Date of Report (Date of earliest event reported)

June 27, 2012
 

 
RESPONSE BIOMEDICAL CORP.
(Exact name of registrant as specified in its charter)

Vancouver, British Columbia, Canada
 
000-50571
 
98 -1042523
(State or other jurisdiction of incorporation)
 
(Commission File Number)
 
(IRS Employer
Identification No.)

1781 - 75th Avenue W.
Vancouver, British Columbia, Canada V6P 6P2
(Address of principal executive offices, including zip code)

(604) 456-6010
(Registrant’s telephone number, including area code)

Check the appropriate box below if the Form 8-K filing is intended to simultaneously satisfy the filing obligation of the registrant under any of the following provisions (see General Instruction A.2. below):
 
[ ]
Written communications pursuant to Rule 425 under the Securities Act (17 CFR 230.425)
 
[ ]
Soliciting material pursuant to Rule 14a-12 under the Exchange Act (17 CFR 240.14a-12)
 
[ ]
Pre-commencement communications pursuant to Rule 14d-2(b) under the Exchange Act (17 CFR 240.14d-2(b))
 
[ ]
Pre-commencement communications pursuant to Rule 13e-4(c) under the Exchange Act (17 CFR 240.13e-4(c))





 
 

 
Item 8.01.  Other events
 
On June 27, 2012, Response Biomedical Corp., or the Company, entered into a management consulting agreement, or the Agreement, with Jeffrey L. Purvin.  Under the Agreement, Mr.
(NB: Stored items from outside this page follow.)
//! Sliding window rate limiting over an external atomic store.

mod limiter;
mod login;
mod memory;
mod redis;
mod store;

pub use limiter::{Reservation, SlidingWindowLimiter, WindowStatus, STATUS_FOREVER};
pub use login::{LoginAttempt, LoginRateLimiter, LoginThrottleStatus};
pub use memory::MemoryReservationStore;
pub use redis::RedisReservationStore;
pub use store::{ReservationStore, ReserveArgs, WindowReply};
Purvin will provide management consulting services to the Company and be paid at a monthly rate of CDN$30,750.  In addition, for the term of the Agreement, Mr. Purvin will be reimbursed for actual medical and dental costs incurred up to a maximum of CDN$15,000 .  The Agreement has an effective date of June 20, 2012 and an initial term ending on the earlier of September 20, 2012 and the date on which Mr. Purvin obtains the necessary Canadian work permit to allow him to begin employment as the Company’s Chief Executive Officer.  The foregoing description of the Agreement does not purport to be complete and is qualified in its entirety by reference to the full text of the Agreement, a copy of which is attached hereto as Exhibit 10.1.

As previously disclosed by the Company in Current Reports on Form 8-K filed on May 3, 2012 and April 14, 2012, it is anticipated that Mr. Purvin will be appointed as the Company’s Chief Executive Officer once the necessary work permit to perform the duties of that position are obtained.  Mr. Purvin’s professional biography is included in the Current Report on Form 8-K filed by the Company on April 14, 2012 and is incorporated herein by reference.

Item 9.01
Financial Statements and Exhibits.
 
(d)    Exhibits.
 
Exhibit Number
 
Description
10.1
 
Consulting Agreement, dated June 27, 2012, by and between Response Biomedical Corp. and Jeffrey L. Purvin.
     

 
 

 
SIGNATURES

Pursuant to the requirements of the Securities Exchange Act of 1934, the registrant has duly caused this report to be signed on its behalf by the undersigned hereunto duly authorized.
 

   
RESPONSE BIOMEDICAL CORPORATION
     
 
By:
/s/Richard Canote
 
   
Richard Canote
Chief Financial Officer

Date:  June 29,  2012

 
 

 
EXHIBIT INDEX
 
 
Exhibit Number
 
Description
10.1
 
Consulting Agreement, dated June 27, 2012, by and between Response Biomedical Corp. and Jeffrey L. Purvin.